VMware Cloud Community
wakesec
Contributor
Contributor

Disk I/O Really Slow?

Is anyone else seeing an issue where all of the VMs on ESX 3.0 are experiencing really slow disk IO?

I have a setup like this:

I have a five separate one TB LUNs on my SAN being used by five ESX 3.0.2 Servers connected by a FC switch. Each ESX server (and LUN) has 20 VMs on it running Windows.

I have tried turning off all but one VMs and I still get slow disk IO. I have also tried making a small (400GB) LUN that stores only one VM as well, and there is no improvement.

Any ideas are appreciated.

0 Kudos
10 Replies
Jimmy_Wong
Contributor
Contributor

Hi,

1st of all, make sure all hardware are compatible with ESX server, including SAN storage; it will be good the products are listed in the HCL of ESX.

See whether you got any performance issue from other servers that connected to this storage and SAN switch, it could be the SAN performance issue.

If you got the vendor support, you can escalate to your vendor; especially if they have the VCP with them; who can help you on-site support and escalate the issue to VMware if needed.
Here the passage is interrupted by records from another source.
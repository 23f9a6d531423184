//! Handlers for `/identities` endpoints.
//!
//! | Method   | Path | Notes |
//! |----------|------|-------|
//! | `POST`   | `/identities` | Body: `{"source":"git","email":"…","uuid":"…"?}` |
//! | `DELETE` | `/identities/{uuid}` | Deleting an individual's `mk` deletes the individual |
//! | `POST`   | `/identities/{uuid}/move` | Body: `{"to":"…"}` |

use axum::{
  Json,
  extract::Path,
  http::StatusCode,
  response::IntoResponse,
};
use serde::{Deserialize, Serialize};
use sortinghat_core::{model::NewIdentity, tenancy::Tenancy};
use sortinghat_engine as engine;

use crate::{Caller, UuidBody, error::ApiError};

// ─── Create ───────────────────────────────────────────────────────────────────

#[derive(Debug, Deserialize)]
pub struct CreateBody {
  #[serde(flatten)]
  pub identity: NewIdentity,
  /// Individual to attach the identity to; a new one is created otherwise.
  pub uuid:     Option<String>,
}

/// `POST /identities`
pub async fn create<T: Tenancy>(
  caller: Caller<T::Store>,
  Json(body): Json<CreateBody>,
) -> Result<impl IntoResponse, ApiError> {
  let uuid = engine::add_identity(&caller.ctx, body.identity, body.uuid.as_deref()).await?;
  Ok((StatusCode::CREATED, Json(UuidBody { uuid })))
}

// ─── Delete ───────────────────────────────────────────────────────────────────

#[derive(Debug, Serialize, Deserialize)]
pub struct DeletedBody {
  pub uuid:               String,
  pub individual_deleted: bool,
}

/// `DELETE /identities/{uuid}`
pub async fn delete_one<T: Tenancy>(
  caller: Caller<T::Store>,
  Path(uuid): Path<String>,
) -> Result<Json<DeletedBody>, ApiError> {
  let individual_deleted = engine::delete_identity(&caller.ctx, &uuid).await?;
  Ok(Json(DeletedBody { uuid, individual_deleted }))
}

// ─── Move ─────────────────────────────────────────────────────────────────────

#[derive(Debug, Deserialize)]
pub struct MoveBody {
  pub to: String,
}

/// `POST /identities/{uuid}/move`: answers with the receiving individual.
pub async fn move_one<T: Tenancy>(
  caller: Caller<T::Store>,
  Path(uuid): Path<String>,
  Json(body): Json<MoveBody>,
) -> Result<Json<UuidBody>, ApiError> {
  let uuid = engine::move_identity(&caller.ctx, &uuid, &body.to).await?;
  Ok(Json(UuidBody { uuid }))
}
Smiley Happy

Jimmy

0 Kudos
gorto
Enthusiast
Enthusiast

All of the VMs across 5 ESX hosts?

Sounds global SAN related to me also:

- check HCL, load balance across HBA fibre paths (if available), check fibre ports for errors, check ESX logs for errors.

Lastly, I heard from a (real) VMWare techie that 350G was the optimal size of a LUN - any larger an performance drops off - anyone else out ther know of an optimal size for vmfs?

0 Kudos
Rumple
Virtuoso
Virtuoso

What brand of SAN do you have?

Is Write cache enabled on the SAN controller?

Are you using SATA or FC disk

Could also have to do with the SAN LUN design. Are your RAID groups = Size of LUN or do you have a larger raid group with multiple LUNS in them and these are all the VMFS LUNS

How many disks/Raid Group

0 Kudos
wakesec
Contributor
Contributor

My SAN is an IBM DS4700, and all of the config data I can find from the Storage Manager has my drives at 4GB/s. Write caching IS enabled. There don't seem to be any errors in the ESX logs.

My SAN disks are using RAID5 over 16 disks. I have them set up intp 5 1TB LUNs and one more LUN with the left over space.

The 4700 is connected to the esx servers through a Brocade Fiber Switch, which is also set to 4GB/s.

0 Kudos
RParker
Immortal
Immortal

We have the same problem at times. The deal is HOW you setup your LUNs. If you setup 14 or 28 disk RAID and each disk is say 300G, that is 3.6TB of space. So if ALL of your ESX servers point to the same RAID array, it doesn't matter how many LUNs you have they still all SHARE the SAME RAID (disk spindles). And if you didn't setup the RAID, and some Network Administrator or whoever did the RAID, they probably gave you shared space with some other system like UNIX, which uses LOTS of I/O. So that could be why it's very slow.

The disks used in your configuration is not only competing with each other (5 ESX servers) but you could be sharing I/O with other systems or LUNS. That's why it's slow.

Even 1 VM running can be very slow if you don't have exclusive access to the LUN/RAID.

wakesec
Contributor
Contributor

OK, that makes sense...

It is curious that when I shut down all other ESX servers and only have one esx server and one VM running I am still experiencing slow disk IO.

0 Kudos
moneill
Enthusiast
Enthusiast

How are you measuring your disk I/O?

Are your disk LUNs aligned?

Are your windows disk partitions aligned?

http://www.vmware.com/pdf/esx3/partition_align.pdf

Mike

wakesec
Contributor
Contributor

I would guess that my LUNs are not aligned since we do not have Virtual Center, only the ESX servers.

I had been measuring disk IO with 'drivespeedchecker'. It gives times for reads and writes of different sizes of files and directories.

Also, here's the address if anyone else is interested: http://www.vmware.com/pdf/esx3_partition_align.pdf

It seems as though I might have to blow my VMs away in order to align my current system, so if anyone else has data showing that this will help it would be appreciated.

0 Kudos
moneill
Enthusiast
Enthusiast

Before going that far it might be worth checking with iometer, to rule out any issues with the test tool.

Search these forums and you will see a lot of posts about measuring with iometer.

Mike

0 Kudos
wakesec
Contributor
Contributor

Latest:

As a test, I made a separate 300GB LUN and used the fdisk commands specified in the alignment document. Then I made a Windows VM and gave it two separate Virtual HDs. On one of the HDs I used the 'diskpart' utility to give it the 32k block size. I tested the IO speeds again and I still got about 11M/sec writing and 12M/sec reading.

On a normal machine (no Virtual anything) I am seeing around 15M/sec writing and 50M/sec reading.

0 Kudos